Stability of the defibrillation probability curve with the development of ventricular dysfunction in the canine rapid paced model.

Abstract

Most patients with implantable defibrillators have diminished cardiac function. Progressive heart failure might impair defibrillation efficacy, leading to interpreted device failure. This study sought to determine the effect of ventricular dysfunction on defibrillation energy using a biphasic endocardial system. Eleven dogs were ventricularly paced at 225 pulses/min for 2 weeks to induce ventricular dysfunction, and five control dogs remained unpaced. Dose response defibrillation probability curves were generated for each animal at baseline, after 2 weeks (at which time the pacemakers were turned off in the paced group), and then 1 week later. The defibrillation thresholds, ED20, ED50, and ED80 (the 20%, 50%, and 80% effective defibrillation energies, respectively) were determined for each dog at each study. In the paced dogs, the mean ejection fraction fell from 55% to 25% after pacing (P < 0.0001), and rose to 46% after its discontinuation (P = 0.0002).

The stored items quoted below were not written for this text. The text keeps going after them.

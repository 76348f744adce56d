// server/src/errors.rs

use actix_web::http::StatusCode;
use actix_web::{HttpResponse, ResponseError};
use serde_json::json;
use thiserror::Error;

#[derive(Debug, Error)]
pub enum AppError {
  #[error("Not signed in")]
  Unauthenticated,

  #[error("Invalid argument: {0}")]
  InvalidArgument(String),

  #[error("Product with ID {0} not found.")]
  ProductNotFound(i64),

  #[error("Resource Not Found: {0}")]
  NotFound(String),

  #[error("Forbidden: {0}")]
  Forbidden(String),

  #[error("Database Error: {0}")]
  Store(#[from] sqlx::Error),

  #[error("Chat backend error: {0}")]
  ChatBackend(String),

  #[error("Configuration Error: {0}")]
  Config(String),
}

impl From<reqwest::Error> for AppError {
  fn from(err: reqwest::Error) -> Self {
    AppError::ChatBackend(err.to_string())
  }
}

impl ResponseError for AppError {
  fn status_code(&self) -> StatusCode {
    match self {
      AppError::Unauthenticated => StatusCode::UNAUTHORIZED,
      AppError::InvalidArgument(_) => StatusCode::BAD_REQUEST,
      AppError::ProductNotFound(_) | AppError::NotFound(_) => StatusCode::NOT_FOUND,
      AppError::Forbidden(_) => StatusCode::FORBIDDEN,
      AppError::ChatBackend(_) => StatusCode::BAD_GATEWAY,
      AppError::Store(_) | AppError::Config(_) => StatusCode::INTERNAL_SERVER_ERROR,
    }
  }

  fn error_response(&self) -> HttpResponse {
    let status = self.status_code();
    if status.is_server_error() {
      tracing::error!(application_error = %self, "Responding with error");
    } else {
      tracing::warn!(application_error = %self, "Rejecting request");
    }

    // Store and config failures stay server-side.
    let message = match self {
      AppError::Store(_) => "Database operation failed".to_string(),
      AppError::Config(_) => "An internal error occurred".to_string(),
      AppError::ChatBackend(_) => "Chat backend unavailable".to_string(),
      AppError::InvalidArgument(m) | AppError::NotFound(m) | AppError::Forbidden(m) => m.clone(),
      other => other.to_string(),
    };

    HttpResponse::build(status).json(json!({ "error": message }))
  }
}

// Define a Result type alias for the application
pub type Result<T, E = AppError> = std::result::Result<T, E>;
// server/src/models/identity.rs

use std::fmt;

/// Verified user identity (an e-mail address in practice) that owns cart lines.
///
/// Only constructed through [`UserIdentity::parse`], so a value of this type
/// is never blank. Services take it explicitly instead of reading any
/// request-global session.
#[derive(Debug, Clone, PartialEq, Eq, Hash)]
pub struct UserIdentity(String);

impl UserIdentity {
  /// Returns `None` for empty or whitespace-only input.
  pub fn parse(raw: &str) -> Option<Self> {
    let trimmed = raw.trim();
    if trimmed.is_empty() {
      None
    } else {
      Some(Self(trimmed.to_string()))
    }
  }

  pub fn as_str(&self) -> &str {
    &self.0
  }
}

impl fmt::Display for UserIdentity {
  fn fmt(&self, f: &mut fmt::Formatter<'_>) -> fmt::Result {
    f.write_str(&self.0)
  }
}
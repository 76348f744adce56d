// server/src/models/cart_item.rs

use super::Price;
use chrono::{DateTime, Utc};
use serde::Serialize;
use sqlx::FromRow;

#[derive(Debug, Clone, Serialize, FromRow)]
#[serde(rename_all = "camelCase")]
pub struct CartItem {
  pub id: i64,
  pub product_id: i64,
  pub email: String,
  pub quantity: i64,
  pub created_at: DateTime<Utc>,
}

/// Cart listing row: a line item joined with the product fields the cart view needs.
///
/// Product fields are `None` only when the product reference fails to resolve.
#[derive(Debug, Clone, Serialize, FromRow)]
#[serde(rename_all = "camelCase")]
pub struct CartLine {
  pub cart_id: i64,
  pub quantity: i64,
  pub product_id: i64,
  pub name: Option<String>,
  pub price: Option<Price>,
  pub image_url: Option<String>,
}

impl CartLine {
  /// True when the line points at a product the catalog no longer has.
  pub fn is_orphaned(&self) -> bool {
    self.name.is_none()
  }
}
// server/src/models/price.rs

use serde::{Serialize, Serializer};
use std::fmt;

/// Fixed-point price in minor units (cents). Rendered on the wire as a
/// two-decimal number, e.g. `9.99`.
#[derive(Debug, Clone, Copy, PartialEq, Eq, PartialOrd, Ord, Hash, sqlx::Type)]
#[sqlx(transparent)]
pub struct Price(i64);

impl Price {
  pub const fn from_cents(cents: i64) -> Self {
    Self(cents)
  }

  pub fn as_f64(self) -> f64 {
    self.0 as f64 / 100.0
  }
}

impl fmt::Display for Price {
  fn fmt(&self, f: &mut fmt::Formatter<'_>) -> fmt::Result {
    let sign = if self.0 < 0 { "-" } else { "" };
    let abs = self.0.unsigned_abs();
    write!(f, "{}{}.{:02}", sign, abs / 100, abs % 100)
  }
}

impl Serialize for Price {
  fn serialize<S: Serializer>(&self, serializer: S) -> Result<S::Ok, S::Error> {
    serializer.serialize_f64(self.as_f64())
  }
}

#[cfg(test)]
mod tests {
  use super::*;

  #[test]
  fn renders_two_decimals() {
    assert_eq!(Price::from_cents(999).to_string(), "9.99");
    assert_eq!(Price::from_cents(19999).to_string(), "199.99");
    assert_eq!(Price::from_cents(5).to_string(), "0.05");
    assert_eq!(Price::from_cents(-150).to_string(), "-1.50");
  }

  #[test]
  fn serializes_as_json_number() {
    let value = serde_json::to_value(Price::from_cents(999)).unwrap();
    assert_eq!(value, serde_json::json!(9.99));
  }
}
// server/src/web/handlers/mod.rs

pub mod cart_handlers;
pub mod chat_handlers;
pub mod product_handlers;
pub mod voice_handlers;
// server/src/models/mod.rs

//! Contains data structures representing database entities and the value types they carry.

pub mod cart_item;
pub mod identity;
pub mod price;
pub mod product;

// Re-export the model structs for convenient access
pub use cart_item::{CartItem, CartLine};
pub use identity::UserIdentity;
pub use price::Price;
pub use product::{CatalogEntry, NewProduct, Product};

The defibrillation threshold, ED20, ED50, and ED80 remained unchanged in both the control and paced groups for all three studies, even after adjustment for dog weight or left ventricular mass. Rapid pacing produced no change in left ventricular mass. It induced ventricular cavity dilatation and wall thinning, which had opposing effects on defibrillation energy requirements, resulting in no net change of the ED50 in heart failure. In conclusion, the defibrillation efficacy of a biphasic transvenous system is not changed by the development of heart failure using the rapid paced canine model.